Implications of Cyberbiosecurity in Advanced Agriculture


  • Simone Stephen Old Dominion University, Norfolk, United States
  • Keitavius Alexander Old Dominion University, Norfolk, United States
  • Lucas Potter Old Dominion University, Norfolk, United States
  • Xavier-Lewis Palmer Old Dominion University, Norfolk, United States



Agriculture, Biocybersecurity, Cyberbiosecurity, Covid-19, Cybersecurity, Biosecurity, Biomanufacturing,, Bioeconomy


The world is currently undergoing a rapid digital transformation sometimes referred to as the fourth industrial revolution. During this transformation, it is increasingly clear that many scientific fields are not prepared for this change. One specific area is agriculture. As the sector which creates global food supply, this critical infrastructure requires detailed assessment and research via newly developed technologies (Millett et al, 2019; Peccoud et al, 2018) . Despite its fundamental significance to modern civilization, many aspects of industrial agriculture have not yet adapted to the digital world. This is evident in the many vulnerabilities currently present within agricultural systems, as well as the lacking and fragmented nature of policy dictating cybersecurity stances– the field which intersects both cybersecurity and biosecurity to protect several areas within life sciences (Murch et al, 2018; Duncan et al, 2019; U.S. Department of Agriculture, 2022) . These looming oversights create dangers to advanced agricultural systems, which in turn poses risk to businesses, economies, and individuals. While there are various methods to reduce these risk factors, they ultimately depend on the careful consideration of cyberbiosecurity (CBS) by all involved. This includes the system developers, equipment engineers, and especially the end users - all of us.

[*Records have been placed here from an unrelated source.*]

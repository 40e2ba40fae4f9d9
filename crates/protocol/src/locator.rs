//! Declarative element queries.

use std::fmt;

use serde::{Deserialize, Serialize};

/// A query against the remote UI tree yielding zero or more elements.
///
/// Serializes as `{"xpath": "..."}`, `{"id": "..."}` and so on so locator
/// overrides read naturally in config files.
#[derive(Debug, Clone, PartialEq, Eq, Hash, Serialize, Deserialize)]
#[serde(rename_all = "camelCase")]
pub enum Locator {
	/// Structural path with attribute predicates.
	Xpath(String),
	/// Platform resource id (`com.example:id/name`).
	Id(String),
	/// Accessibility label (`content-desc` on Android).
	AccessibilityId(String),
	/// Widget class name.
	ClassName(String),
}

impl Locator {
	pub fn xpath(expr: impl Into<String>) -> Self {
		Self::Xpath(expr.into())
	}

	pub fn id(id: impl Into<String>) -> Self {
		Self::Id(id.into())
	}

	/// W3C `using` strategy name.
	pub fn strategy(&self) -> &'static str {
		match self {
			Self::Xpath(_) => "xpath",
			Self::Id(_) => "id",
			Self::AccessibilityId(_) => "accessibility id",
			Self::ClassName(_) => "class name",
		}
	}

	pub fn value(&self) -> &str {
		match self {
			Self::Xpath(v) | Self::Id(v) | Self::AccessibilityId(v) | Self::ClassName(v) => v,
		}
	}

	/// Request body for the find-element family of commands.
	pub fn to_query(&self) -> serde_json::Value {
		serde_json::json!({ "using": self.strategy(), "value": self.value() })
	}
}

impl fmt::Display for Locator {
	fn fmt(&self, f: &mut fmt::Formatter<'_>) -> fmt::Result {
		write!(f, "{}={}", self.strategy(), self.value())
	}
}

#[cfg(test)]
mod tests {
	use super::*;

	#[test]
	fn query_uses_w3c_strategy_names() {
		let loc = Locator::AccessibilityId("Chat".into());
		assert_eq!(loc.to_query(), serde_json::json!({ "using": "accessibility id", "value": "Chat" }));
	}

	#[test]
	fn deserializes_from_tagged_object() {
		let loc: Locator = serde_json::from_str(r#"{"xpath": "//android.view.View"}"#).unwrap();
		assert_eq!(loc, Locator::xpath("//android.view.View"));
		assert_eq!(loc.to_string(), "xpath=//android.view.View");
	}
}
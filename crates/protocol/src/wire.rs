//! W3C WebDriver response envelopes.
//!
//! Every WebDriver response wraps its payload in `{"value": ...}`. Errors
//! carry `{"value": {"error": "<code>", "message": "...", "stacktrace": "..."}}`.

use serde::Deserialize;
use serde_json::Value;

/// W3C error codes the backend distinguishes.
pub mod codes {
	pub const STALE_ELEMENT_REFERENCE: &str = "stale element reference";
	pub const NO_SUCH_ELEMENT: &str = "no such element";
	pub const ELEMENT_CLICK_INTERCEPTED: &str = "element click intercepted";
	pub const ELEMENT_NOT_INTERACTABLE: &str = "element not interactable";
	pub const INVALID_ELEMENT_STATE: &str = "invalid element state";
	pub const INVALID_SELECTOR: &str = "invalid selector";
	pub const INVALID_ARGUMENT: &str = "invalid argument";
	pub const INVALID_SESSION_ID: &str = "invalid session id";
	pub const SESSION_NOT_CREATED: &str = "session not created";
	pub const UNKNOWN_ERROR: &str = "unknown error";
}

/// Generic `{"value": ...}` envelope.
#[derive(Debug, Deserialize)]
pub struct Envelope {
	#[serde(default)]
	pub value: Value,
}

/// Error payload found inside an error envelope.
#[derive(Debug, Clone, Deserialize)]
pub struct ErrorPayload {
	pub error: String,
	#[serde(default)]
	pub message: String,
	#[serde(default)]
	pub stacktrace: Option<String>,
}

impl ErrorPayload {
	/// Extracts an error payload when `value` has the W3C error shape.
	pub fn from_value(value: &Value) -> Option<Self> {
		if value.get("error").and_then(Value::as_str).is_none() {
			return None;
		}
		serde_json::from_value(value.clone()).ok()
	}
}

/// `POST /session` result.
#[derive(Debug, Deserialize)]
#[serde(rename_all = "camelCase")]
pub struct NewSession {
	pub session_id: String,
	#[serde(default)]
	pub capabilities: Value,
}
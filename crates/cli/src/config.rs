//! Config file loading and command line overrides.

use std::path::{Path, PathBuf};

use rollcall::EngineConfig;
use rollcall_protocol::CapabilityProfile;
use rollcall_runtime::DEFAULT_ENDPOINT;
use serde::{Deserialize, Serialize};
use tracing::debug;

use crate::cli::Cli;
use crate::error::{CliError, Result};
use crate::properties::Properties;

/// On-disk configuration. Every section is optional.
#[derive(Debug, Clone, Default, PartialEq, Eq, Serialize, Deserialize)]
#[serde(rename_all = "camelCase", default)]
pub struct FileConfig {
	pub server: Option<String>,
	pub capabilities: CapabilityProfile,
	#[serde(flatten)]
	pub engine: EngineConfig,
}

impl FileConfig {
	/// Loads JSON, or the legacy properties format for `.properties` files.
	pub fn load(path: &Path) -> Result<Self> {
		let text = std::fs::read_to_string(path).map_err(|source| CliError::Io {
			path: path.to_path_buf(),
			source,
		})?;
		if path.extension().is_some_and(|ext| ext == "properties") {
			let policy = Properties::parse(&text).to_policy();
			return Ok(Self {
				engine: EngineConfig::default().with_policy(policy),
				..Self::default()
			});
		}
		Ok(serde_json::from_str(&text)?)
	}
}

/// `<config dir>/rollcall/config.json`, when it exists.
pub fn default_config_path() -> Option<PathBuf> {
	let path = dirs::config_dir()?.join("rollcall").join("config.json");
	path.is_file().then_some(path)
}

/// Fully resolved settings for one run.
#[derive(Debug, Clone, PartialEq, Eq)]
pub struct Settings {
	pub server: String,
	pub capabilities: CapabilityProfile,
	pub engine: EngineConfig,
	pub bootstrap: bool,
}

impl Settings {
	pub fn resolve(cli: &Cli) -> Result<Self> {
		let file = match cli.config.clone().or_else(default_config_path) {
			Some(path) => {
				debug!(target = "rollcall", path = %path.display(), "loading config");
				FileConfig::load(&path)?
			}
			None => FileConfig::default(),
		};
		Self::from_file(file, cli)
	}

	pub fn from_file(file: FileConfig, cli: &Cli) -> Result<Self> {
		let server = cli
			.server
			.clone()
			.or(file.server)
			.unwrap_or_else(|| DEFAULT_ENDPOINT.to_string());
		if server.trim().is_empty() {
			return Err(CliError::Config("server endpoint is empty".into()));
		}

		let mut policy = file.engine.policy.clone();
		if cli.no_removal {
			policy.removal_enabled = false;
		}
		let engine = file.engine.with_policy(policy);
		if engine.policy.messages_to_send.is_empty() && !engine.policy.removal_enabled {
			return Err(CliError::Config(
				"nothing to do: no messages configured and removal disabled".into(),
			));
		}

		Ok(Self {
			server,
			capabilities: file.capabilities,
			engine,
			bootstrap: !cli.skip_bootstrap,
		})
	}
}

#[cfg(test)]
mod tests {
	use std::io::Write;

	use clap::Parser;
	use rollcall::ConnectionHeuristic;

	use super::*;

	fn cli(args: &[&str]) -> Cli {
		Cli::try_parse_from(std::iter::once("rollcall").chain(args.iter().copied())).unwrap()
	}

	fn file_with(suffix: &str, contents: &str) -> tempfile::NamedTempFile {
		let mut file = tempfile::Builder::new().suffix(suffix).tempfile().unwrap();
		file.write_all(contents.as_bytes()).unwrap();
		file
	}

	#[test]
	fn json_sections_are_all_optional() {
		let file = file_with(
			".json",
			r#"{
				"server": "http://10.0.0.5:4723/",
				"capabilities": { "appPackage": "com.example.chat" },
				"policy": { "messagesToSend": [" hi ", ""], "connection": "videoCall" },
				"timings": { "defaultWaitMs": 3000 }
			}"#,
		);
		let config = FileConfig::load(file.path()).unwrap();

		assert_eq!(config.server.as_deref(), Some("http://10.0.0.5:4723/"));
		assert_eq!(config.capabilities.app_package.as_deref(), Some("com.example.chat"));
		assert_eq!(config.capabilities.platform_name, "Android");
		assert_eq!(config.engine.policy.connection, ConnectionHeuristic::VideoCall);
		assert_eq!(config.engine.timings.default_wait_ms, 3000);
		assert_eq!(config.engine.locators, rollcall::Locators::default());

		let settings = Settings::from_file(config, &cli(&[])).unwrap();
		assert_eq!(settings.engine.policy.messages_to_send, ["hi"]);
		assert!(settings.bootstrap);
	}

	#[test]
	fn properties_extension_selects_legacy_format() {
		let file = file_with(".properties", "message.to.send=a||b\nunfriend.enable=true\n");
		let config = FileConfig::load(file.path()).unwrap();

		assert_eq!(config.engine.policy.messages_to_send, ["a", "b"]);
		assert!(config.engine.policy.removal_enabled);
		assert_eq!(config.server, None);
	}

	#[test]
	fn flags_override_the_file() {
		let file = file_with(".properties", "message.to.send=a\nunfriend.enable=true\n");
		let config = FileConfig::load(file.path()).unwrap();

		let settings = Settings::from_file(
			config,
			&cli(&["--server", "http://device:4723/", "--no-removal", "--skip-bootstrap"]),
		)
		.unwrap();

		assert_eq!(settings.server, "http://device:4723/");
		assert!(!settings.engine.policy.removal_enabled);
		assert!(!settings.bootstrap);
	}

	#[test]
	fn default_server_when_unset() {
		let config = FileConfig {
			engine: EngineConfig::default().with_policy(rollcall::PolicyConfig {
				removal_enabled: true,
				..Default::default()
			}),
			..FileConfig::default()
		};
		let settings = Settings::from_file(config, &cli(&[])).unwrap();
		assert_eq!(settings.server, DEFAULT_ENDPOINT);
	}

	#[test]
	fn nothing_to_do_is_a_config_error() {
		let err = Settings::from_file(FileConfig::default(), &cli(&[])).unwrap_err();
		assert!(matches!(err, CliError::Config(_)));
		assert_eq!(err.exit_code(), 2);
	}

	#[test]
	fn broken_json_is_a_config_error() {
		let file = file_with(".json", "{ not json");
		let err = FileConfig::load(file.path()).unwrap_err();
		assert!(matches!(err, CliError::Json(_)));
		assert_eq!(err.exit_code(), 2);
	}

	#[test]
	fn missing_file_is_an_io_error() {
		let err = FileConfig::load(Path::new("/nonexistent/rollcall.json")).unwrap_err();
		assert!(matches!(err, CliError::Io { .. }));
	}
}
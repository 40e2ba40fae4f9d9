//! Wait, poll and settle durations used by the engine.

use std::time::Duration;

use serde::{Deserialize, Serialize};

/// All engine delays, in milliseconds on the wire.
///
/// Tests use [`Timings::immediate`] so waits collapse to a single probe.
#[derive(Debug, Clone, PartialEq, Eq, Serialize, Deserialize)]
#[serde(rename_all = "camelCase", default)]
pub struct Timings {
	/// Upper bound for visibility and presence waits.
	pub default_wait_ms: u64,
	/// Pause between wait probes and before stale retries.
	pub poll_interval_ms: u64,
	/// Pause after navigation and between list re-reads.
	pub settle_ms: u64,
	/// Pause between attempts of a transiently failing click or text entry.
	pub action_retry_pause_ms: u64,
	/// Pause after each scroll gesture.
	pub scroll_settle_ms: u64,
	/// Pause between failed session creation attempts.
	pub repair_backoff_ms: u64,
	/// How long removal waits for its confirmation dialog to close.
	pub dialog_timeout_ms: u64,
	/// Duration of the swipe gesture itself.
	pub swipe_duration_ms: u64,
}

impl Default for Timings {
	fn default() -> Self {
		Self {
			default_wait_ms: 7_000,
			poll_interval_ms: 500,
			settle_ms: 1_000,
			action_retry_pause_ms: 700,
			scroll_settle_ms: 700,
			repair_backoff_ms: 1_000,
			dialog_timeout_ms: 15_000,
			swipe_duration_ms: 200,
		}
	}
}

impl Timings {
	/// No waiting at all.
	pub fn immediate() -> Self {
		Self {
			default_wait_ms: 0,
			poll_interval_ms: 0,
			settle_ms: 0,
			action_retry_pause_ms: 0,
			scroll_settle_ms: 0,
			repair_backoff_ms: 0,
			dialog_timeout_ms: 0,
			..Self::default()
		}
	}

	pub fn default_wait(&self) -> Duration {
		Duration::from_millis(self.default_wait_ms)
	}

	pub fn poll_interval(&self) -> Duration {
		Duration::from_millis(self.poll_interval_ms)
	}

	pub fn settle(&self) -> Duration {
		Duration::from_millis(self.settle_ms)
	}

	pub fn action_retry_pause(&self) -> Duration {
		Duration::from_millis(self.action_retry_pause_ms)
	}

	pub fn scroll_settle(&self) -> Duration {
		Duration::from_millis(self.scroll_settle_ms)
	}

	pub fn repair_backoff(&self) -> Duration {
		Duration::from_millis(self.repair_backoff_ms)
	}

	pub fn dialog_timeout(&self) -> Duration {
		Duration::from_millis(self.dialog_timeout_ms)
	}
}

#[cfg(test)]
mod tests {
	use super::*;

	#[test]
	fn partial_override_keeps_defaults() {
		let timings: Timings = serde_json::from_str(r#"{"defaultWaitMs": 3000}"#).unwrap();
		assert_eq!(timings.default_wait(), Duration::from_secs(3));
		assert_eq!(timings.poll_interval(), Duration::from_millis(500));
		assert_eq!(timings.dialog_timeout(), Duration::from_secs(15));
	}

	#[test]
	fn immediate_zeroes_waits_but_keeps_gesture_speed() {
		let timings = Timings::immediate();
		assert_eq!(timings.default_wait(), Duration::ZERO);
		assert_eq!(timings.repair_backoff(), Duration::ZERO);
		assert_eq!(timings.swipe_duration_ms, 200);
	}
}
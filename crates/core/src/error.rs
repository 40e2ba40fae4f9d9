//! Engine errors.
//!
//! Backend errors are classified into three outcomes once the query layer is
//! done with them: the operation could not be completed ([`Error::Unresolvable`]),
//! the session could not be replaced ([`Error::GuardianExhausted`]), or the
//! failure is not something a retry or a new session can fix
//! ([`Error::Unrecoverable`]). The last two end the run.

use rollcall_runtime::FailureKind;
use thiserror::Error;
use tracing::debug;

/// Result type alias for engine operations.
pub type Result<T> = std::result::Result<T, Error>;

#[derive(Debug, Error)]
pub enum Error {
	/// The operation failed after its retry and repair budget was spent.
	#[error("{op} {target}: {source}")]
	Unresolvable {
		op: &'static str,
		target: String,
		#[source]
		source: rollcall_runtime::Error,
	},

	/// Every attempt to create a replacement session failed.
	#[error("session repair failed after {attempts} attempts: {source}")]
	GuardianExhausted {
		attempts: u32,
		#[source]
		source: rollcall_runtime::Error,
	},

	/// A failure that no retry or repair can fix.
	#[error("unrecoverable backend error: {0}")]
	Unrecoverable(#[source] rollcall_runtime::Error),
}

impl Error {
	/// Whether the run must stop.
	pub fn is_fatal(&self) -> bool {
		matches!(self, Self::GuardianExhausted { .. } | Self::Unrecoverable(_))
	}

	/// The backend error underneath.
	pub fn backend_error(&self) -> &rollcall_runtime::Error {
		match self {
			Self::Unresolvable { source, .. } | Self::GuardianExhausted { source, .. } | Self::Unrecoverable(source) => source,
		}
	}

	/// Failure kind of the underlying backend error.
	pub fn kind(&self) -> FailureKind {
		self.backend_error().kind()
	}
}

/// Swallows non-fatal errors for best-effort steps.
pub(crate) trait ResultExt<T> {
	/// `Ok(Some(v))` on success, `Ok(None)` for a non-fatal error, `Err` for a fatal one.
	fn non_fatal(self, step: &'static str) -> Result<Option<T>>;
}

impl<T> ResultExt<T> for Result<T> {
	fn non_fatal(self, step: &'static str) -> Result<Option<T>> {
		match self {
			Ok(value) => Ok(Some(value)),
			Err(err) if err.is_fatal() => Err(err),
			Err(err) => {
				debug!(target = "rollcall", step, error = %err, "best-effort step failed");
				Ok(None)
			}
		}
	}
}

A conscientious team-effort can work to diminish risks and ultimately provide a safer environment for advanced agriculture and all who depend on it. This analysis explores numerous vulnerabilities within the system of advanced agriculture, discusses potential solutions to the escalating risks they present, and considers the achievable future of an advanced agricultural system which further implements the role of CBS.